The Illinois Injury Prevention Center serves Illinois aims to provide occupational and community injury related research for the U.S., Midwest and Illinois. Our work is funded by federal and state agencies, and we broadly collaborate with stakeholders in government, the private sector, academia and advocacy groups.
Occupational Health and Safety Research
Funding from the Centers for Disease Control and Prevention National Institute for Occupational Safety & Health (CDC-NIOSH) allows our research team to conduct original research, interventions, and training to prevent occupational injuries and illnesses. Workplace injuries impact the health, well-being, and productivity of tens of thousands of Illinois workers every year. Our work primarily focuses on the most vulnerable in the workforce: low wage workers, teens, older workers, immigrants and people with disabilities. We also develop and analyze health surveilllance systems to better characterize occupational risk factors to help policy makers and regulators improve safety for workers in the U.S. and internationally.
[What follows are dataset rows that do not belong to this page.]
use std::fmt;
use std::time::{Duration, Instant};

/// A bearer credential for the data store.
///
/// Usable only while `now < issued_at + validity - refresh_buffer`. An
/// unusable credential is replaced, never reused.
#[derive(Clone)]
pub struct Credential {
    token: String,
    issued_at: Instant,
    validity: Duration,
    refresh_buffer: Duration,
}

impl Credential {
    /// Creates a credential issued at `issued_at`.
    #[must_use]
    pub fn new(
        token: impl Into<String>,
        issued_at: Instant,
        validity: Duration,
        refresh_buffer: Duration,
    ) -> Self {
        Self {
            token: token.into(),
            issued_at,
            validity,
            refresh_buffer,
        }
    }

    /// The bearer token.
    #[must_use]
    pub fn token(&self) -> &str {
        &self.token
    }

    /// When the credential was issued.
    #[must_use]
    pub fn issued_at(&self) -> Instant {
        self.issued_at
    }

    /// The instant after which the credential must be refreshed.
    ///
    /// `None` when the buffer swallows the whole validity.
    #[must_use]
    pub fn refresh_deadline(&self) -> Option<Instant> {
        self.validity
            .checked_sub(self.refresh_buffer)
            .filter(|usable| !usable.is_zero())
            .and_then(|usable| self.issued_at.checked_add(usable))
    }

    /// Returns true if the credential may still be used at `now`.
    #[must_use]
    pub fn is_usable_at(&self, now: Instant) -> bool {
        self.refresh_deadline().is_some_and(|deadline| now < deadline)
    }

    /// Returns true if the credential may still be used now.
    #[must_use]
    pub fn is_usable(&self) -> bool {
        self.is_usable_at(Instant::now())
    }
}

impl fmt::Debug for Credential {
    fn fmt(&self, f: &mut fmt::Formatter<'_>) -> fmt::Result {
        f.debug_struct("Credential")
            .field("token", &"<redacted>")
            .field("validity", &self.validity)
            .field("refresh_buffer", &self.refresh_buffer)
            .field("usable", &self.is_usable())
            .finish()
    }
}
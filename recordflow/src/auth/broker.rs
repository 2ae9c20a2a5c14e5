//! Cached, single-flight credential broker.

use super::credential::Credential;
use crate::errors::RecordflowError;
use crate::store::TokenIssuer;
use std::sync::atomic::{AtomicUsize, Ordering};
use std::sync::Arc;
use std::time::{Duration, Instant};
use tokio::sync::Mutex;
use tracing::{debug, info};

/// Settings for a [`CredentialBroker`].
#[derive(Clone, Default)]
pub struct BrokerSettings {
    /// Application id.
    pub app_id: String,
    /// Application secret. `None` or empty means unconfigured.
    pub app_secret: Option<String>,
    /// Validity assumed when the issuer reports none.
    pub default_validity: Duration,
    /// Margin before expiry at which the credential is refreshed.
    pub refresh_buffer: Duration,
}

impl std::fmt::Debug for BrokerSettings {
    fn fmt(&self, f: &mut std::fmt::Formatter<'_>) -> std::fmt::Result {
        f.debug_struct("BrokerSettings")
            .field("app_id", &self.app_id)
            .field("app_secret", &self.app_secret.as_ref().map(|_| "<redacted>"))
            .field("default_validity", &self.default_validity)
            .field("refresh_buffer", &self.refresh_buffer)
            .finish()
    }
}

/// Obtains and caches the bearer credential for the data store.
///
/// The cache sits behind an async mutex that is held across the refresh
/// exchange, so concurrent callers wait for one refresh instead of issuing
/// their own.
pub struct CredentialBroker {
    issuer: Arc<dyn TokenIssuer>,
    settings: BrokerSettings,
    cache: Mutex<Option<Credential>>,
    refreshes: AtomicUsize,
}

impl CredentialBroker {
    /// Creates a broker. No token is requested until the first `acquire`.
    #[must_use]
    pub fn new(issuer: Arc<dyn TokenIssuer>, settings: BrokerSettings) -> Self {
        Self {
            issuer,
            settings,
            cache: Mutex::new(None),
            refreshes: AtomicUsize::new(0),
        }
    }

    /// Returns a usable credential, refreshing it if needed.
    ///
    /// # Errors
    ///
    /// `Configuration` if no secret is configured, `Upstream` if the auth
    /// endpoint rejects the exchange.
    pub async fn acquire(&self) -> Result<Credential, RecordflowError> {
        let mut cache = self.cache.lock().await;
        if let Some(ref credential) = *cache {
            if credential.is_usable() {
                return Ok(credential.clone());
            }
            debug!("Cached credential is inside its refresh window");
        }

        let credential = self.refresh().await?;
        *cache = Some(credential.clone());
        Ok(credential)
    }

    /// Drops the cached credential; the next `acquire` refreshes.
    pub async fn invalidate(&self) {
        *self.cache.lock().await = None;
    }

    /// Drops the cached credential only if it is still `stale_token`.
    ///
    /// Workers that saw an auth failure with the same token race here; only
    /// the first one clears the cache, the rest reuse the refreshed token.
    pub async fn invalidate_token(&self, stale_token: &str) -> bool {
        let mut cache = self.cache.lock().await;
        match *cache {
            Some(ref credential) if credential.token() == stale_token => {
                *cache = None;
                true
            }
            _ => false,
        }
    }

    /// Number of refresh exchanges performed so far.
    #[must_use]
    pub fn refresh_count(&self) -> usize {
        self.refreshes.load(Ordering::SeqCst)
    }

    async fn refresh(&self) -> Result<Credential, RecordflowError> {
        let secret = self
            .settings
            .app_secret
            .as_deref()
            .filter(|s| !s.trim().is_empty())
            .ok_or_else(|| {
                RecordflowError::configuration("store app secret is not configured")
            })?;

        let issued = self
            .issuer
            .issue_token(&self.settings.app_id, secret)
            .await
            .map_err(RecordflowError::Upstream)?;
        let count = self.refreshes.fetch_add(1, Ordering::SeqCst) + 1;

        let validity = if issued.expires_in.is_zero() {
            self.settings.default_validity
        } else {
            issued.expires_in
        };
        info!(
            refresh = count,
            validity_secs = validity.as_secs(),
            "Store credential refreshed"
        );

        Ok(Credential::new(
            issued.token,
            Instant::now(),
            validity,
            self.settings.refresh_buffer,
        ))
    }
}

impl std::fmt::Debug for CredentialBroker {
    fn fmt(&self, f: &mut std::fmt::Formatter<'_>) -> std::fmt::Result {
        f.debug_struct("CredentialBroker")
            .field("settings", &self.settings)
            .field("refreshes", &self.refresh_count())
            .finish_non_exhaustive()
    }
}

#[cfg(test)]
mod tests {
    use super::*;
    use crate::errors::StoreError;
    use crate::testing::CountingTokenIssuer;

    fn settings() -> BrokerSettings {
        BrokerSettings {
            app_id: "cli_app".into(),
            app_secret: Some("shh".into()),
            default_validity: Duration::from_secs(7200),
            refresh_buffer: Duration::from_secs(300),
        }
    }

    #[tokio::test]
    async fn test_two_acquires_within_validity_refresh_once() {
        let issuer = Arc::new(CountingTokenIssuer::new());
        let broker = CredentialBroker::new(issuer.clone(), settings());

        let first = broker.acquire().await.unwrap();
        let second = broker.acquire().await.unwrap();

        assert_eq!(first.token(), second.token());
        assert_eq!(broker.refresh_count(), 1);
        assert_eq!(issuer.issued(), 1);
    }

    #[tokio::test]
    async fn test_invalidate_forces_refresh() {
        let issuer = Arc::new(CountingTokenIssuer::new());
        let broker = CredentialBroker::new(issuer, settings());

        let first = broker.acquire().await.unwrap();
        broker.invalidate().await;
        let second = broker.acquire().await.unwrap();

        assert_ne!(first.token(), second.token());
        assert_eq!(broker.refresh_count(), 2);
    }

    #[tokio::test]
    async fn test_expired_credential_is_replaced() {
        // Validity shorter than the buffer: never usable, so every acquire refreshes.
        let issuer = Arc::new(CountingTokenIssuer::new().with_validity(Duration::from_secs(60)));
        let broker = CredentialBroker::new(issuer, settings());

        broker.acquire().await.unwrap();
        broker.acquire().await.unwrap();
        assert_eq!(broker.refresh_count(), 2);
    }

    #[tokio::test]
    async fn test_invalidate_token_only_clears_matching() {
        let issuer = Arc::new(CountingTokenIssuer::new());
        let broker = CredentialBroker::new(issuer, settings());

        let cred = broker.acquire().await.unwrap();
        assert!(!broker.invalidate_token("someone-else").await);
        assert!(broker.invalidate_token(cred.token()).await);
        assert!(!broker.invalidate_token(cred.token()).await);
    }

    #[tokio::test]
    async fn test_missing_secret_is_configuration_error() {
        let issuer = Arc::new(CountingTokenIssuer::new());
        let mut settings = settings();
        settings.app_secret = Some("  ".into());
        let broker = CredentialBroker::new(issuer.clone(), settings);

        let err = broker.acquire().await.unwrap_err();
        assert!(matches!(err, RecordflowError::Configuration(_)));
        assert_eq!(issuer.issued(), 0);
    }

    #[tokio::test]
    async fn test_issuer_failure_is_upstream() {
        let issuer = Arc::new(CountingTokenIssuer::failing(StoreError::api(10003, "invalid param")));
        let broker = CredentialBroker::new(issuer, settings());

        let err = broker.acquire().await.unwrap_err();
        assert!(matches!(err, RecordflowError::Upstream(_)));
        assert_eq!(broker.refresh_count(), 0);
    }

    #[tokio::test]
    async fn test_concurrent_acquire_is_single_flight() {
        let issuer = Arc::new(CountingTokenIssuer::new().with_latency(Duration::from_millis(20)));
        let broker = Arc::new(CredentialBroker::new(issuer.clone(), settings()));

        let handles: Vec<_> = (0..8)
            .map(|_| {
                let broker = broker.clone();
                tokio::spawn(async move { broker.acquire().await.map(|c| c.token().to_string()) })
            })
            .collect();
        let mut tokens = Vec::new();
        for handle in handles {
            tokens.push(handle.await.unwrap().unwrap());
        }

        assert_eq!(issuer.issued(), 1);
        assert!(tokens.iter().all(|t| t == &tokens[0]));
    }
}
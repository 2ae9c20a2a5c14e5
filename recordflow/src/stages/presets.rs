//! The demo-analysis stage set.
//!
//! Six stages enrich a demo record from its name and prompt description:
//! scene, abilities, creative copy, scores, pain point and ability leap.
//! Instructions come from a [`PromptLibrary`]; [`builtin_prompts`] carries
//! short defaults that prompt files in a directory can replace.

use super::{
    ChoiceStage, ListStage, ObjectField, ObjectStage, PromptLibrary, PromptTemplate, ScorePairStage,
    Stage, TextStage, ValueShape,
};
use crate::completion::SamplingOverride;
use crate::core::CompletenessPolicy;
use crate::parser::ScorePairSpec;
use std::sync::Arc;

/// Field identifying a demo row; rows without it are dropped on fetch.
pub const IDENTITY_FIELD: &str = "Demo名称";
/// Free-text description every stage reads.
pub const INPUT_FIELD: &str = "Prompt描述";

/// Picks the record's scene.
pub const SCENE_STAGE: &str = "场景分类";
/// Lists the model abilities a demo shows off.
pub const ABILITY_STAGE: &str = "能力识别";
/// Writes title, description, tags, example prompt and steps.
pub const CREATIVE_STAGE: &str = "创意生成";
/// Rates fun and usefulness.
pub const SCORE_STAGE: &str = "评分标准";
/// Names the user pain point.
pub const PAIN_POINT_STAGE: &str = "痛点分析";
/// Describes what the new model does better.
pub const ABILITY_LEAP_STAGE: &str = "能力跃迁";

/// Stage names in execution order.
pub const STAGE_NAMES: [&str; 6] = [
    SCENE_STAGE,
    ABILITY_STAGE,
    CREATIVE_STAGE,
    SCORE_STAGE,
    PAIN_POINT_STAGE,
    ABILITY_LEAP_STAGE,
];

/// Scene, one of [`VALID_SCENES`].
pub const SCENE_FIELD: &str = "所属场景";
/// Model abilities, a multi-select.
pub const ABILITY_FIELD: &str = "模型能力";
/// Creative title.
pub const TITLE_FIELD: &str = "豆包创意标题";
/// Creative description.
pub const DESCRIPTION_FIELD: &str = "豆包创意描述";
/// Free-form tags. Not required and never filled from a fallback.
pub const TAGS_FIELD: &str = "豆包标签";
/// Example prompt a user could type.
pub const EXAMPLE_FIELD: &str = "示例Prompt";
/// Numbered implementation steps.
pub const STEPS_FIELD: &str = "实现步骤";
/// Fun score.
pub const FUN_SCORE_FIELD: &str = "趣味分";
/// Usefulness score.
pub const USEFUL_SCORE_FIELD: &str = "实用分";
/// User pain point.
pub const PAIN_POINT_FIELD: &str = "用户痛点";
/// Ability leap.
pub const ABILITY_LEAP_FIELD: &str = "能力跃迁";

/// Fields a complete demo record carries.
pub const REQUIRED_FIELDS: [&str; 10] = [
    SCENE_FIELD,
    ABILITY_FIELD,
    TITLE_FIELD,
    DESCRIPTION_FIELD,
    EXAMPLE_FIELD,
    STEPS_FIELD,
    FUN_SCORE_FIELD,
    USEFUL_SCORE_FIELD,
    PAIN_POINT_FIELD,
    ABILITY_LEAP_FIELD,
];

/// Scenes a record may be filed under.
pub const VALID_SCENES: [&str; 18] = [
    "一句话生成App",
    "一句话做网站",
    "一句话造游戏",
    "一句话出3D",
    "一句话写系统",
    "一句话搞特效",
    "图生万物",
    "视频秒懂",
    "文档秒读",
    "AI替你干活",
    "一句话出图",
    "一句话做PPT",
    "一句话做表格",
    "写作助手",
    "AI当老师",
    "AI陪聊",
    "视觉考AI",
    "奇葩挑战",
];

/// Legacy scene names and their replacements.
pub const SCENE_ALIASES: [(&str, &str); 6] = [
    ("看图知一切", "图生万物"),
    ("图片理解", "图生万物"),
    ("视频理解", "视频秒懂"),
    ("文档处理", "文档秒读"),
    ("Agent", "AI替你干活"),
    ("代码生成", "一句话生成App"),
];

/// Scene used when classification fails.
pub const DEFAULT_SCENE: &str = "一句话生成App";
/// Ability list used when identification fails.
pub const DEFAULT_ABILITY: &str = "代码狂魔";
/// Steps used when the creative stage gives none.
pub const DEFAULT_STEPS: &str = "1. 用户输入需求\n2. AI分析并执行\n3. 生成结果";
/// Pain point used when the stage fails.
pub const DEFAULT_PAIN_POINT: &str = "传统方式需要大量时间和专业技能，效率低且容易出错。";
/// Ability leap used when the stage fails.
pub const DEFAULT_ABILITY_LEAP: &str =
    "1.8凭借原生多模态和增强的Agent能力，可以更高效地完成此类任务。";

/// Lowest score.
pub const SCORE_MIN: i64 = 1;
/// Highest score.
pub const SCORE_MAX: i64 = 50;
/// Score used when none can be read.
pub const SCORE_DEFAULT: i64 = 25;

/// Built-in instructions for every stage.
#[must_use]
pub fn builtin_prompts() -> PromptLibrary {
    let scenes = VALID_SCENES.join("、");
    PromptLibrary::new()
        .with(
            SCENE_STAGE,
            format!(
                "你是 Demo 分类助手。根据输入的 Prompt 描述，从以下场景中选择最贴切的一个：{scenes}。\n只输出场景名称，不要输出任何解释。"
            ),
        )
        .with(
            ABILITY_STAGE,
            "你是模型能力分析助手。判断完成输入描述的任务需要哪些模型能力，例如：代码狂魔、视觉理解、长文本、多模态生成、Agent 执行。\n只输出 JSON 数组，例如 [\"代码狂魔\", \"视觉理解\"]。",
        )
        .with(
            CREATIVE_STAGE,
            "你是创意文案助手。根据输入描述为 Demo 撰写展示文案，输出一个 JSON 对象，包含：\n- title：不超过 15 字的创意标题\n- description：不超过 50 字的创意描述\n- tags：2 到 4 个标签，用逗号分隔\n- example_prompt：用户可直接发送的一句示例 Prompt\n- steps：3 到 6 条实现步骤组成的数组\n只输出 JSON。",
        )
        .with(
            SCORE_STAGE,
            "你是 Demo 评审。根据创意标题和描述为 Demo 打分，两项分数范围均为 1 到 50：\n- interesting_score：趣味性\n- useful_score：实用性\n只输出 JSON，例如 {\"interesting_score\": 30, \"useful_score\": 40}。",
        )
        .with(
            PAIN_POINT_STAGE,
            "你是产品分析师。结合场景和描述，用一句话说明用户在没有 AI 时完成这件事的痛点。只输出这句话。",
        )
        .with(
            ABILITY_LEAP_STAGE,
            "你是模型能力分析师。结合所需能力和描述，用一句话说明新模型相比上一代在此任务上的能力跃迁。只输出这句话。",
        )
}

/// Builds the six demo-analysis stages in execution order.
///
/// Stages whose instructions are missing from `prompts` still run with an
/// empty instruction block.
#[must_use]
pub fn demo_analysis_stages(prompts: &PromptLibrary) -> Vec<Arc<dyn Stage>> {
    let described = |stage: &str| PromptTemplate::new(prompts.get(stage), "输入: {{Prompt描述}}");

    let scene = ChoiceStage::new(
        SCENE_STAGE,
        SCENE_FIELD,
        described(SCENE_STAGE),
        VALID_SCENES,
        DEFAULT_SCENE,
    )
    .with_aliases(SCENE_ALIASES)
    .with_sampling(SamplingOverride::new(0.3, 2048));

    let abilities = ListStage::new(
        ABILITY_STAGE,
        ABILITY_FIELD,
        described(ABILITY_STAGE),
        [DEFAULT_ABILITY],
    )
    .with_sampling(SamplingOverride::new(0.3, 2048));

    let creative = ObjectStage::new(
        CREATIVE_STAGE,
        described(CREATIVE_STAGE),
        vec![
            ObjectField::new("title", TITLE_FIELD).fallback("{{Demo名称}}"),
            ObjectField::new("description", DESCRIPTION_FIELD).fallback("{{Prompt描述}}"),
            ObjectField::new("tags", TAGS_FIELD).alt_key("doubao_tags"),
            ObjectField::new("example_prompt", EXAMPLE_FIELD).fallback("帮我{{Demo名称}}"),
            ObjectField::new("steps", STEPS_FIELD)
                .shape(ValueShape::Lines)
                .fallback(DEFAULT_STEPS),
        ],
    )
    .with_sampling(SamplingOverride::new(0.5, 3000));

    let scores = ScorePairStage::new(
        SCORE_STAGE,
        PromptTemplate::new(
            prompts.get(SCORE_STAGE),
            "输入:\n- 豆包创意标题：{{豆包创意标题}}\n- 豆包创意描述：{{豆包创意描述}}",
        ),
        [FUN_SCORE_FIELD, USEFUL_SCORE_FIELD],
        ScorePairSpec::new(
            ["interesting_score", "useful_score"],
            ["趣味", "实用"],
            SCORE_MIN,
            SCORE_MAX,
            SCORE_DEFAULT,
        ),
    )
    .with_sampling(SamplingOverride::new(0.3, 2048));

    let pain_point = TextStage::new(
        PAIN_POINT_STAGE,
        PAIN_POINT_FIELD,
        PromptTemplate::new(
            prompts.get(PAIN_POINT_STAGE),
            "输入场景：{{所属场景}}\n输入描述：{{Prompt描述}}",
        ),
        DEFAULT_PAIN_POINT,
    );

    let ability_leap = TextStage::new(
        ABILITY_LEAP_STAGE,
        ABILITY_LEAP_FIELD,
        PromptTemplate::new(
            prompts.get(ABILITY_LEAP_STAGE),
            "输入能力：{{模型能力|json}}\n输入描述：{{Prompt描述}}",
        ),
        DEFAULT_ABILITY_LEAP,
    );

    vec![
        Arc::new(scene),
        Arc::new(abilities),
        Arc::new(creative),
        Arc::new(scores),
        Arc::new(pain_point),
        Arc::new(ability_leap),
    ]
}

/// Completeness rule for demo records: every required field filled and the
/// scene one of [`VALID_SCENES`].
#[must_use]
pub fn demo_completeness_policy() -> CompletenessPolicy {
    CompletenessPolicy::new(REQUIRED_FIELDS).with_allowed_values(SCENE_FIELD, VALID_SCENES)
}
To view some of our research click here.
Community Injury Prevention
Our researchers also conduct a wide array of research focused on the community setting relating to violence across the lifespan, traffic safety, poisoning, self-harm, and substance use disorders. We specialize in analyses of large population based datasets, longitudinal cohorts, surveillance systems, data linkage and multi-center projects. A key goal of our research is identify common risk factors of injury across realms that are traditionally evaluated separately: the environment, home/community and workplace. As with our occupational health research, our main objective is to inform injury safety policy to improve individual lives across all domains.